Researchers first measured lipids and fatty acid alterations in yeast that had been engineered to produce alpha-synuclein. This showed an increase in components of the neutral lipids pathway — storage lipids lacking positively and/or negatively charged groups — including a monounsaturated fatty acid called oleic acid. The team thereby hypothesized that high oleic acid levels promote the binding of alpha-synuclein to the cell membrane, increasing toxicity.

These findings were then replicated in patient cell lines, in a mouse model of familial Parkinson’s, and in a model of dopamine-producing neuron degeneration (a hallmark of Parkinson’s) in the nematode worm Caenorhabditis elegans.

“It was fascinating to see how excess [alpha-synuclein] had such consistent effects on the neutral lipid pathway across model organisms,” Ulf Dettmer, PhD, co-senior author of the study from the Brigham and Women’s Hospital and Harvard Medical School, said in a press release. “All our models clearly pointed at oleic acid as a mediator of [alpha]-synuclein toxicity.”

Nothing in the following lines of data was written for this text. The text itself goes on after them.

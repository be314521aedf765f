// src/handlers/pos.rs

use axum::{extract::State, Json};
use validator::Validate;

use crate::{
    common::error::AppError,
    config::AppState,
    middleware::auth::SellerUser,
    models::payment::{CurrencyRates, PaymentConfirmation, PaymentQuote, PaymentRequest},
};

// GET /api/pos/rates
#[utoipa::path(
    get,
    path = "/api/pos/rates",
    tag = "POS",
    responses(
        (status = 200, description = "Cotações do USDC", body = CurrencyRates)
    )
)]
pub async fn get_rates(State(app_state): State<AppState>) -> Json<CurrencyRates> {
    Json(app_state.payment_service.rates())
}

// POST /api/pos/quote
#[utoipa::path(
    post,
    path = "/api/pos/quote",
    tag = "POS",
    request_body = PaymentRequest,
    responses(
        (status = 200, description = "Valores estimados, endereços e QR Code", body = PaymentQuote),
        (status = 400, description = "Total inválido")
    ),
    security(("api_jwt" = []))
)]
pub async fn create_quote(
    State(app_state): State<AppState>,
    _seller: SellerUser,
    Json(payload): Json<PaymentRequest>,
) -> Result<Json<PaymentQuote>, AppError> {
    payload.validate()?;
    Ok(Json(app_state.payment_service.quote(payload.total)?))
}

// POST /api/pos/confirm
#[utoipa::path(
    post,
    path = "/api/pos/confirm",
    tag = "POS",
    request_body = PaymentRequest,
    responses(
        (status = 200, description = "Pagamento confirmado", body = PaymentConfirmation),
        (status = 501, description = "Verificação on-chain indisponível")
    ),
    security(("api_jwt" = []))
)]
pub async fn confirm_payment(
    State(app_state): State<AppState>,
    _seller: SellerUser,
    Json(payload): Json<PaymentRequest>,
) -> Result<Json<PaymentConfirmation>, AppError> {
    payload.validate()?;
    Ok(Json(app_state.payment_service.confirm(payload.total).await?))
}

Researchers investigated possible ways to target fatty acids or the processes leading to their production that could protect against Parkinson’s. They found that triglycerides protect from alpha-synuclein-induced toxicity by preventing the accumulation of oleic acid and diglyceride, a type of fat composed of two fatty acid chains.

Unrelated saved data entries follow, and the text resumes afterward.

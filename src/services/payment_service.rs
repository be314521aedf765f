// src/services/payment_service.rs

use std::time::Duration;

use chrono::Utc;
use qrcode::{render::svg, QrCode};
use rust_decimal::{Decimal, RoundingStrategy};
use uuid::Uuid;

use crate::{
    common::error::AppError,
    models::payment::{CurrencyRates, PaymentConfirmation, PaymentQuote, PaymentStatus},
};

pub const DEFAULT_SOL_ADDRESS: &str = "FgSN4yxRzUvehCxVQgxs6J3BrtJLXpWqe4SBqAvPRgEF";
pub const DEFAULT_SPT_ADDRESS: &str = "SPT6J8oFNJ1zHGiQKDUyfMJwj9Gw2G5TVwcoZ9uFPNF";

// Cotações fixas (USD por token) até existir um oráculo de preços.
const SOL_PRICE_USD: i64 = 80;
const SPT_PRICE_USD: Decimal = Decimal::from_parts(5, 0, 0, false, 2); // 0.05

/// Como o PDV confirma um pagamento.
#[derive(Debug, Clone, Copy, PartialEq, Eq)]
pub enum PaymentMode {
    /// Confirma sempre, depois de `delay`. Não há verificação real.
    Simulated { delay: Duration },
    /// Reservado para a verificação da transação na rede.
    OnChain,
}

#[derive(Debug, Clone)]
pub struct PaymentService {
    mode: PaymentMode,
    sol_address: String,
    spt_address: String,
}

// Divisão que não estoura: valores enormes viram erro 400 em vez de panic.
fn estimate(total: Decimal, price: Decimal) -> Result<Decimal, AppError> {
    total
        .checked_div(price)
        .map(|value| value.round_dp_with_strategy(6, RoundingStrategy::MidpointAwayFromZero))
        .ok_or_else(|| AppError::InvalidAmount(total.to_string()))
}

impl PaymentService {
    pub fn new(mode: PaymentMode, sol_address: String, spt_address: String) -> Self {
        Self { mode, sol_address, spt_address }
    }

    pub fn rates(&self) -> CurrencyRates {
        CurrencyRates {
            solana_rate: Decimal::new(333, 4),
            idr_rate: Decimal::from(15600),
        }
    }

    pub fn quote(&self, total: Decimal) -> Result<PaymentQuote, AppError> {
        let estimated_sol = estimate(total, Decimal::from(SOL_PRICE_USD))?;
        let estimated_spt = estimate(total, SPT_PRICE_USD)?;

        let payment_uri = format!("solana:{}?amount={:.6}", self.sol_address, estimated_sol);

        let code = QrCode::new(payment_uri.as_bytes())?;
        let qr_svg = code
            .render::<svg::Color>()
            .min_dimensions(200, 200)
            .build();

        Ok(PaymentQuote {
            total_usd: total,
            estimated_sol,
            estimated_spt,
            sol_address: self.sol_address.clone(),
            spt_address: self.spt_address.clone(),
            payment_uri,
            qr_svg,
        })
    }

    pub async fn confirm(&self, total: Decimal) -> Result<PaymentConfirmation, AppError> {
        match self.mode {
            PaymentMode::Simulated { delay } => {
                tracing::info!("💸 Confirmação simulada de ${:.2} (aguardando {:?})", total, delay);
                tokio::time::sleep(delay).await;

                Ok(PaymentConfirmation {
                    reference: Uuid::new_v4(),
                    total_usd: total,
                    status: PaymentStatus::Confirmed,
                    simulated: true,
                    message: format!("Solana payment of ${:.2} was successful.", total),
                    confirmed_at: Utc::now(),
                })
            }
            PaymentMode::OnChain => Err(AppError::PaymentVerificationUnavailable),
        }
    }
}

#[cfg(test)]
mod tests {
    use super::*;
    use std::str::FromStr;

    fn service(mode: PaymentMode) -> PaymentService {
        PaymentService::new(mode, DEFAULT_SOL_ADDRESS.to_string(), DEFAULT_SPT_ADDRESS.to_string())
    }

    #[test]
    fn quote_estimates_tokens() {
        let quote = service(PaymentMode::OnChain).quote(Decimal::from_str("25.50").unwrap()).unwrap();

        assert_eq!(quote.estimated_sol, Decimal::from_str("0.31875").unwrap());
        assert_eq!(quote.estimated_spt, Decimal::from(510));
        assert_eq!(
            quote.payment_uri,
            format!("solana:{}?amount=0.318750", DEFAULT_SOL_ADDRESS)
        );
        assert!(quote.qr_svg.contains("<svg"));
    }

    #[test]
    fn estimates_are_rounded_to_six_places() {
        let quote = service(PaymentMode::OnChain).quote(Decimal::from_str("0.01").unwrap()).unwrap();
        assert_eq!(quote.estimated_sol, Decimal::from_str("0.000125").unwrap());

        let quote = service(PaymentMode::OnChain).quote(Decimal::from(1)).unwrap();
        assert_eq!(quote.estimated_sol, Decimal::from_str("0.0125").unwrap());
    }

    #[test]
    fn huge_totals_are_rejected_without_panicking() {
        let request = crate::models::payment::PaymentRequest { total: Decimal::MAX };
        assert!(validator::Validate::validate(&request).is_ok());

        let result = service(PaymentMode::OnChain).quote(request.total);
        assert!(matches!(result, Err(AppError::InvalidAmount(_))));
    }

    #[test]
    fn static_rates() {
        let rates = service(PaymentMode::OnChain).rates();
        assert_eq!(rates.solana_rate, Decimal::from_str("0.0333").unwrap());
        assert_eq!(rates.idr_rate, Decimal::from(15600));
    }

    #[tokio::test(start_paused = true)]
    async fn simulated_confirmation_waits_then_succeeds() {
        let payments = service(PaymentMode::Simulated { delay: Duration::from_millis(2000) });
        let started = tokio::time::Instant::now();

        let confirmation = payments.confirm(Decimal::from_str("12.5").unwrap()).await.unwrap();

        assert!(started.elapsed() >= Duration::from_millis(2000));
        assert_eq!(confirmation.status, PaymentStatus::Confirmed);
        assert!(confirmation.simulated);
        assert_eq!(confirmation.message, "Solana payment of $12.50 was successful.");
    }

    #[tokio::test]
    async fn on_chain_mode_is_not_available() {
        let result = service(PaymentMode::OnChain).confirm(Decimal::from(1)).await;
        assert!(matches!(result, Err(AppError::PaymentVerificationUnavailable)));
    }
}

Importantly, they found that inhibiting an enzyme known as stearoyl-CoA-desaturase (SCD), which is key in the production of oleic acid, protected against cell toxicity, formation of alpha-synuclein aggregates, and a decrease in the amount of protective alpha-synuclein tetramers (natural structure formed by four subunits) relative to its aggregation-prone monomers, or single-protein chains.

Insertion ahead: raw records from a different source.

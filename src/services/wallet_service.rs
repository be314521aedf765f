// src/services/wallet_service.rs

use std::{collections::HashMap, sync::Arc};

use rust_decimal::Decimal;
use tokio::sync::RwLock;

use crate::{
    common::error::AppError,
    models::wallet::{WalletStatus, WalletType},
};

// Sem consulta on-chain: o saldo reportado é o saldo demo.
const DEMO_BALANCE: i64 = 100;

#[derive(Debug, Clone)]
struct WalletSession {
    wallet_type: WalletType,
    address: String,
    balance: Decimal,
}

// Sessões de carteira por usuário, só em memória.
#[derive(Clone, Default)]
pub struct WalletService {
    sessions: Arc<RwLock<HashMap<String, WalletSession>>>,
}

impl WalletService {
    pub fn new() -> Self {
        Self::default()
    }

    pub async fn status(&self, user_id: &str) -> WalletStatus {
        match self.sessions.read().await.get(user_id) {
            Some(session) => WalletStatus {
                is_connected: true,
                wallet_address: Some(session.address.clone()),
                balance: Some(session.balance),
                wallet_type: Some(session.wallet_type),
            },
            None => WalletStatus::disconnected(),
        }
    }

    /// Reconectar substitui a sessão anterior.
    pub async fn connect(&self, user_id: &str, wallet_type: WalletType, address: String) -> WalletStatus {
        tracing::info!("👛 Carteira {:?} conectada para {}", wallet_type, user_id);
        self.sessions.write().await.insert(
            user_id.to_string(),
            WalletSession { wallet_type, address, balance: Decimal::from(DEMO_BALANCE) },
        );
        self.status(user_id).await
    }

    pub async fn disconnect(&self, user_id: &str) -> Result<WalletStatus, AppError> {
        self.sessions
            .write()
            .await
            .remove(user_id)
            .ok_or(AppError::WalletNotConnected)?;

        tracing::info!("👛 Carteira desconectada para {}", user_id);
        Ok(WalletStatus::disconnected())
    }
}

“Our findings thus indicate that partial inhibition of SCD would be a rational therapeutic approach to [alpha-synuclein] neurotoxicity,” the researchers wrote.

“We’ve identified a pathway and a therapeutic target that no one has pursued before,” said Saranna Fanning, PhD, the study’s lead author.

Co-senior author Dennis Selkoe, MD, said the findings present “a unique opportunity for small-molecule therapies to inhibit the enzyme in models of [Parkinson’s] and, ultimately, in human diseases.”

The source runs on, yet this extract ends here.